One of my biggest peeves is when people I haven’t met in a long time will–instead of giving their felicitations (as polite people do) would go all melodramatic on me and declare, “Oh maaaah Gawd, what happened to you? You got faaaat???” During instances such as these, all my reserved decorum and propriety will fall out the window and I will be cross, go all Edward Sullen on the unsuspecting moron and even use my favorite comeback statements:
1. “and you’re still ugly/ and you still look like a monkey”
2. I’m fine, thank you for that wonderful greeting
3. Ow! You’ve hurt my feelings…
4. F@ck off…

No, seriously speaking–what’s with Filipinos and their tactless comments, right? Doesn’t really matter if its an old college classmate, friend, family or your grandmother. Someone is bound to go all crass on you and will point out the obvious (your bulging tummy).

I used to let it slide, but after being told (to my face) that I will likely go childless if I don’t shape up, I got paranoid. (Yes, I also got pissed off with the thoughtless, uncalled for remark on my child bearing capabilities and its subsequent relationship on my weight).

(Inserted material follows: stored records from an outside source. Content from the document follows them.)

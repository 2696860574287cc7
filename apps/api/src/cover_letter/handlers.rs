use crate::cover_letter::models::CoverLetterRequest;
use crate::cover_letter::service;
use crate::dispatch::envelope::ResponseEnvelope;
use crate::dispatch::RequestContext;
use crate::errors::AppError;
use crate::state::AppState;

/// GET /cover-letters
pub async fn handle_list(
    state: &AppState,
    ctx: &RequestContext<'_>,
) -> Result<ResponseEnvelope, AppError> {
    let letters = service::list(&state.cover_letters, ctx.user_id()).await?;
    Ok(ResponseEnvelope::ok(&letters))
}

/// POST /cover-letters
pub async fn handle_create(
    state: &AppState,
    ctx: &RequestContext<'_>,
) -> Result<ResponseEnvelope, AppError> {
    let request: CoverLetterRequest = ctx.json_body("Request body is required")?;
    let letter = service::generate(
        &state.cover_letters,
        &state.users,
        state.llm.as_ref(),
        ctx.user_id(),
        request,
    )
    .await?;
    Ok(ResponseEnvelope::ok(&letter))
}

/// GET /cover-letters/{id}
pub async fn handle_get_one(
    state: &AppState,
    ctx: &RequestContext<'_>,
) -> Result<ResponseEnvelope, AppError> {
    let id = ctx.path_id()?;
    let letter = service::get_one(&state.cover_letters, ctx.user_id(), &id).await?;
    Ok(ResponseEnvelope::ok(&letter))
}

/// DELETE /cover-letters/{id}
pub async fn handle_delete(
    state: &AppState,
    ctx: &RequestContext<'_>,
) -> Result<ResponseEnvelope, AppError> {
    let id = ctx.path_id()?;
    let deleted = service::delete(&state.cover_letters, ctx.user_id(), &id).await?;
    Ok(ResponseEnvelope::ok(&deleted))
}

I really wanted to have a child and its something where I am willing to do everything just to have a Little Mike of my own (considering my hubby’s amazing gene pool).

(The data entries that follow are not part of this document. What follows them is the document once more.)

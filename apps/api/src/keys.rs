//! Single-table key conventions.
//!
//! Every record lives in one table under a `(PK, SK)` pair:
//!
//! - `PK = "<NAMESPACE>#<id>"`, e.g. `USER#<sub>` or `INDUSTRY#<name>`
//! - `SK` is a fixed literal for singleton sub-records (`METADATA`, `RESUME`) or
//!   `"<KIND>#<uuid>"` for append-only collections (`LETTER#..`, `ASSESS#..`).
//!
//! All records owned by a user share the user's partition; the sort-key prefix tells
//! the kinds apart during a partition query.

use thiserror::Error;

/// Separator between a namespace/kind and its identifier.
pub const SEPARATOR: char = '#';

pub const USER_NAMESPACE: &str = "USER";
pub const INDUSTRY_NAMESPACE: &str = "INDUSTRY";

pub const METADATA_SK: &str = "METADATA";
pub const RESUME_SK: &str = "RESUME";

pub const LETTER_KIND: &str = "LETTER";
pub const ASSESSMENT_KIND: &str = "ASSESS";

#[derive(Debug, Error, PartialEq, Eq)]
pub enum KeyError {
    #[error("{namespace} id cannot be empty")]
    EmptyId { namespace: String },
}

/// `"<namespace>#<id>"`. Rejects an empty id.
pub fn partition_key_for(namespace: &str, id: &str) -> Result<String, KeyError> {
    if id.is_empty() {
        return Err(KeyError::EmptyId {
            namespace: namespace.to_string(),
        });
    }
    Ok(format!("{namespace}{SEPARATOR}{id}"))
}

/// Fixed sort key for a singleton sub-record.
pub fn fixed_sort_key(name: &'static str) -> String {
    name.to_string()
}

/// `"<kind>#<id>"`. Rejects an empty id.
pub fn prefixed_sort_key(kind: &str, id: &str) -> Result<String, KeyError> {
    if id.is_empty() {
        return Err(KeyError::EmptyId {
            namespace: kind.to_string(),
        });
    }
    Ok(format!("{kind}{SEPARATOR}{id}"))
}

/// True when `sort_key` is `"<kind>#..."`. A bare `kind` with no separator does not match.
pub fn has_prefix(sort_key: &str, kind: &str) -> bool {
    sort_key
        .strip_prefix(kind)
        .is_some_and(|rest| rest.starts_with(SEPARATOR))
}

/// Partition key for everything owned by a user.
pub fn user_partition(user_id: &str) -> Result<String, KeyError> {
    partition_key_for(USER_NAMESPACE, user_id)
}

/// Partition key for a cached industry insight.
pub fn industry_partition(industry: &str) -> Result<String, KeyError> {
    partition_key_for(INDUSTRY_NAMESPACE, industry)
}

Anyway, so I resolved to lose weight. How? I have no idea.

I have decided to cut rice (little by little) into my diet and is now preferring to eating oatmeal at night. I have stopped being a softdrinks junkie (but I still can’t resist Coke Sakto–but am getting there). Slowly foregoing red meat and even coffee (which is too hard for me considering I am a caffeine junkie too). The only thing missing from me is daily exercise which I hope to give attention to this weekend.

It kinda sucked being chubby especially if you’re someone who loves fashion. I have so much outfit ideas which I can’t execute due to the piece of flab on my tummy. I also hated the fact that I tire easily and that my brother has considered me a punch line on all his fat jokes. I sometimes want to punch his skinny ass just to give him a taste of his own medicine. Sometimes, I always say that I am lucky to have found and married someone who loved me for who I am–fab or flab. I can’t imagine dating and the consequent damage it will do to my self-esteem if ever I am single, looking and chubby.

So, here I am. Especially concerned on my diet and on on how I will go back to the person I used to be so many pounds ago.

I just wish people would see me beyond the flab and the numbers indicated on my weighing scale.